3.基本版HTMLと重要情報シートを組み合わせた実験

・ 交付目論見書自体は基本版HTMLのものとしつつ、重要情報シート(個別商品編)内に、販売会社側で作成した商品に関する情報や用語解説等の投資初心者にも有用なコンテンツの導線を設けて、そこで運用開始前から運用開始後まで必要となる情報を一元的に提供できるよう加工したもの(「発展版β」)による実験。

電子コンテンツの表示イメージ

・ 実験場所
新生銀行の店舗の店頭

・ 実施期間
2020年10月から2021年8月まで

・ 実証実験用の電子コンテンツ提供の協力会社
ゴールドマン・サックス・アセット・マネジメント株式会社
SOMPOアセットマネジメント株式会社
PayPayアセットマネジメント株式会社
三井住友DSアセットマネジメント株式会社

・ 実験結果
一連の実験を経て、交付を受けた目論見書を書面(紙)として残しておきたいという需要も一部存在するものの、HTML版は他の形式と比べて、視認性や利便性が評価されていることが確認できました。また、解説や最新情報の提供により、投資を行う顧客(特に投資初心者)にとって不明瞭な点を払拭し、常に最新情報へのアクセスが確保されていることの重要性が示されました。他方で、関連する規則等の中にはHTML形式での目論見書の交付を前提としない規定も存在することや、書面形式を併用する場合のコスト面への対応の必要性等の課題も確認されました。
実験結果については、金融庁HP(https://www.fsa.go.jp/news/r3/sonota/20220628/20220628.html)の「FinTech実証実験ハブ結果報告」もご覧ください。

・ 金融庁の主なコメント

・ 第17回金融審議会市場制度ワーキング・グループにおける「顧客への情報提供の充実とデジタル化」の議論において本実証実験にも関連する議論が行われ、今後も継続してデジタルツールも活用した顧客への情報提供の充実について制度の在り方等を検討する。また、発展版βにおける重要情報シートの活用は令和3年1月に改訂された「顧客本位の業務運営に関する原則」(FD原則)の原則5に照らしても評価し得るものである。

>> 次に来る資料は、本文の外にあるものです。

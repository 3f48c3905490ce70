//! Accumulation of category results into the total score.

use crate::model::{Category, RawCounts};
use indexmap::IndexMap;
use serde::{Deserialize, Serialize};

/// Score of one graded category.
#[derive(Debug, Clone, PartialEq, Eq, Serialize, Deserialize)]
#[serde(rename_all = "camelCase")]
pub struct CategoryResult {
    /// The graded category
    pub category: Category,
    /// Score after clamping, within `[0, max_score]`
    pub score: i32,
    /// Configured maximum score
    pub max_score: i32,
    /// Signed change computed from the weighted counts
    pub delta: i64,
    /// Counts the score was computed from
    pub counts: RawCounts,
}

impl CategoryResult {
    pub(crate) fn new(
        category: Category,
        counts: RawCounts,
        delta: i64,
        raw_score: i64,
        max_score: i32,
    ) -> Self {
        Self {
            category,
            score: clamp_score(raw_score, max_score),
            max_score,
            delta,
            counts,
        }
    }
}

/// Restrict a raw score to `[0, max_score]`.
#[must_use]
pub fn clamp_score(raw_score: i64, max_score: i32) -> i32 {
    let upper = max_score.max(0);
    let clamped = raw_score.clamp(0, i64::from(upper));
    i32::try_from(clamped).unwrap_or(upper)
}

/// Lifecycle of an aggregated score.
#[derive(Debug, Clone, Copy, Default, PartialEq, Eq, Serialize, Deserialize)]
#[serde(rename_all = "lowercase")]
pub enum ScoreStatus {
    /// Still accumulating
    #[default]
    Running,
    /// Every enabled category was graded
    Completed,
    /// Grading stopped at a fatal error; the score is incomplete
    Aborted,
}

/// Running total and per-category breakdown of one grading run.
///
/// Append-only: results are added in grading order and never removed. Once
/// the grader marks the run completed or aborted the score is sealed.
#[derive(Debug, Clone, Default, PartialEq, Eq, Serialize, Deserialize)]
#[serde(rename_all = "camelCase")]
pub struct AggregatedScore {
    total: i64,
    max_total: i64,
    #[serde(default)]
    ratio: i64,
    status: ScoreStatus,
    #[serde(rename = "categories", with = "ordered_results")]
    by_category: IndexMap<Category, CategoryResult>,
}

impl AggregatedScore {
    pub(crate) fn new() -> Self {
        Self::default()
    }

    /// Append a category result and update the running total.
    pub(crate) fn add_category(&mut self, result: CategoryResult) {
        debug_assert_eq!(self.status, ScoreStatus::Running, "score is sealed");
        debug_assert!(
            !self.by_category.contains_key(&result.category),
            "category graded twice"
        );
        self.total += i64::from(result.score);
        self.max_total += i64::from(result.max_score);
        self.ratio = if self.max_total == 0 {
            0
        } else {
            self.total * 100 / self.max_total
        };
        self.by_category.insert(result.category, result);
    }

    pub(crate) fn seal(&mut self, status: ScoreStatus) {
        self.status = status;
    }

    /// Sum of all category scores.
    #[must_use]
    pub const fn total(&self) -> i64 {
        self.total
    }

    /// Achieved score, an alias of [`AggregatedScore::total`] for reporting.
    #[must_use]
    pub const fn achieved(&self) -> i64 {
        self.total
    }

    /// Sum of the maximum scores of the graded categories.
    #[must_use]
    pub const fn max_total(&self) -> i64 {
        self.max_total
    }

    /// Achieved score as a percentage of the maximum, 0 if nothing could be achieved.
    #[must_use]
    pub const fn ratio(&self) -> i64 {
        self.ratio
    }

    /// Run status.
    #[must_use]
    pub const fn status(&self) -> ScoreStatus {
        self.status
    }

    /// Whether every enabled category was graded.
    #[must_use]
    pub fn is_complete(&self) -> bool {
        self.status == ScoreStatus::Completed
    }

    /// Result of a category, `None` if it was not graded.
    #[must_use]
    pub fn get(&self, category: Category) -> Option<&CategoryResult> {
        self.by_category.get(&category)
    }

    /// Category results in grading order.
    pub fn per_category(&self) -> impl Iterator<Item = &CategoryResult> {
        self.by_category.values()
    }

    /// Number of graded categories.
    #[must_use]
    pub fn len(&self) -> usize {
        self.by_category.len()
    }

    /// Whether no category was graded.
    #[must_use]
    pub fn is_empty(&self) -> bool {
        self.by_category.is_empty()
    }
}

/// Serializes the breakdown as an ordered list instead of a map.
mod ordered_results {
    use super::{CategoryResult, IndexMap};
    use crate::model::Category;
    use serde::{Deserialize, Deserializer, Serializer};

    pub fn serialize<S: Serializer>(
        results: &IndexMap<Category, CategoryResult>,
        serializer: S,
    ) -> Result<S::Ok, S::Error> {
        serializer.collect_seq(results.values())
    }

    pub fn deserialize<'de, D: Deserializer<'de>>(
        deserializer: D,
    ) -> Result<IndexMap<Category, CategoryResult>, D::Error> {
        let results = Vec::<CategoryResult>::deserialize(deserializer)?;
        Ok(results
            .into_iter()
            .map(|result| (result.category, result))
            .collect())
    }
}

・ 今後、こうしたデジタルツールの活用により、顧客に対する分かりやすい形での充実した内容の情報の提供並びに環境配慮(紙資源節減・配送時のCO2削減)及び金融事業者のコスト削減、さらには顧客への利益還元が期待される。

【FinTech 実証実験ハブについて】
金融庁は、フィンテック企業や金融機関等が、前例のない実証実験を行おうとする際に抱きがちな躊躇・懸念を払拭するため「FinTech実証実験ハブ」を設置しました。FinTech 実証実験ハブでは、フィンテック企業や銀行等が、実験を通じて整理したいと考えている論点(コンプライアンスや監督対応上のリスク、一般利用者に向けてサービスを提供する際に生じうる法令解釈に係る実務上の課題等)について、継続的な支援を行うこととしています。